*TASK PROMPT*
Repeat exactly, and only, the lines from the line containing "link builder endpoint" through the last line of the records below, including both.

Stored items
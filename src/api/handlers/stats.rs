//! Admission stats endpoints

use std::net::{IpAddr, SocketAddr};

use axum::extract::{ConnectInfo, Path, State};
use axum::response::{IntoResponse, Response};
use axum::{Extension, Json};
use tokio::time::Instant;

use crate::api::middleware::RequestId;
use crate::api::server::AppState;
use crate::error::WaypointError;

/// Stats for the calling client
pub async fn own_stats(
    State(state): State<AppState>,
    ConnectInfo(addr): ConnectInfo<SocketAddr>,
) -> Response {
    Json(state.guard.stats(&addr.ip(), Instant::now())).into_response()
}

/// Stats for an arbitrary client address
pub async fn client_stats(
    State(state): State<AppState>,
    Extension(request_id): Extension<RequestId>,
    Path(ip): Path<String>,
) -> Response {
    match ip.parse::<IpAddr>() {
        Ok(ip) => Json(state.guard.stats(&ip, Instant::now())).into_response(),
        Err(_) => WaypointError::InvalidRequest(format!("invalid IP address: {}", ip))
            .to_response(Some(request_id.as_str())),
    }
}
//! Block expiry service
//!
//! Lifts client blocks when they come due. Sleeps until the earliest
//! scheduled expiry and wakes early whenever a new block is added.

use std::sync::Arc;

use tokio::sync::watch;
use tokio::time::{sleep_until, Instant};
use tracing::{debug, info, instrument};

use crate::proxy::middleware::BlockList;

/// Block expiry service
pub struct BlockExpiryService {
    blocks: Arc<BlockList>,
}

impl BlockExpiryService {
    pub fn new(blocks: Arc<BlockList>) -> Self {
        Self { blocks }
    }

    /// Run the expiry loop until shutdown
    #[instrument(skip(self, shutdown))]
    pub async fn run(&self, mut shutdown: watch::Receiver<bool>) {
        info!("Starting block expiry service");

        loop {
            let next = self.blocks.next_expiry();

            tokio::select! {
                _ = wait_until(next) => {
                    let released = self.blocks.release_expired(Instant::now());
                    debug!("Released {} expired blocks", released);
                }
                _ = self.blocks.changed() => {}
                _ = shutdown.changed() => {
                    if *shutdown.borrow() {
                        info!("Block expiry service shutting down");
                        break;
                    }
                }
            }
        }
    }
}

async fn wait_until(deadline: Option<Instant>) {
    match deadline {
        Some(at) => sleep_until(at).await,
        None => std::future::pending::<()>().await,
    }
}

/// Handle for managing the block expiry service
pub struct BlockExpiryHandle {
    shutdown_tx: watch::Sender<bool>,
}

impl BlockExpiryHandle {
    pub fn new() -> (Self, watch::Receiver<bool>) {
        let (tx, rx) = watch::channel(false);
        (Self { shutdown_tx: tx }, rx)
    }

    pub fn shutdown(&self) {
        let _ = self.shutdown_tx.send(true);
    }
}

impl Default for BlockExpiryHandle {
    fn default() -> Self {
        Self::new().0
    }
}

#[cfg(test)]
mod tests {
    use super::*;
    use std::net::IpAddr;
    use std::time::Duration;

    #[tokio::test(start_paused = true)]
    async fn test_blocks_are_lifted_at_expiry() {
        let blocks = Arc::new(BlockList::new());
        let (handle, shutdown) = BlockExpiryHandle::new();
        let service = BlockExpiryService::new(blocks.clone());
        let task = tokio::spawn(async move { service.run(shutdown).await });

        let a = IpAddr::from([10, 0, 0, 1]);
        let b = IpAddr::from([10, 0, 0, 2]);
        let now = Instant::now();
        blocks.block(a, now + Duration::from_secs(20));
        blocks.block(b, now + Duration::from_secs(10));

        tokio::time::sleep(Duration::from_secs(11)).await;
        assert!(blocks.is_blocked(&a));
        assert!(!blocks.is_blocked(&b));

        tokio::time::sleep(Duration::from_secs(10)).await;
        assert!(blocks.is_empty());

        handle.shutdown();
        task.await.unwrap();
    }

    #[tokio::test(start_paused = true)]
    async fn test_service_stops_on_shutdown() {
        let (handle, shutdown) = BlockExpiryHandle::new();
        let service = BlockExpiryService::new(Arc::new(BlockList::new()));
        let task = tokio::spawn(async move { service.run(shutdown).await });

        handle.shutdown();
        task.await.unwrap();
    }
}
use serde::{Deserialize, Serialize};

/// Parameters naming a proxy target, accepted from the query string or body
#[derive(Debug, Clone, Deserialize, Default)]
pub struct TargetParams {
    pub url: Option<String>,
    pub country: Option<String>,
}

/// Response of the link builder endpoint
#[derive(Debug, Clone, Serialize, Deserialize)]
#[serde(rename_all = "camelCase")]
pub struct ProxyLink {
    pub proxy_url: String,
    pub original_url: String,
    pub request_id: String,
}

*ANSWER SPACE*
/// Response of the link builder endpoint
#[derive(Debug, Clone, Serialize, Deserialize)]
#[serde(rename_all = "camelCase")]
pub struct ProxyLink {
    pub proxy_url: String,
    pub original_url: String,
    pub request_id: String,
}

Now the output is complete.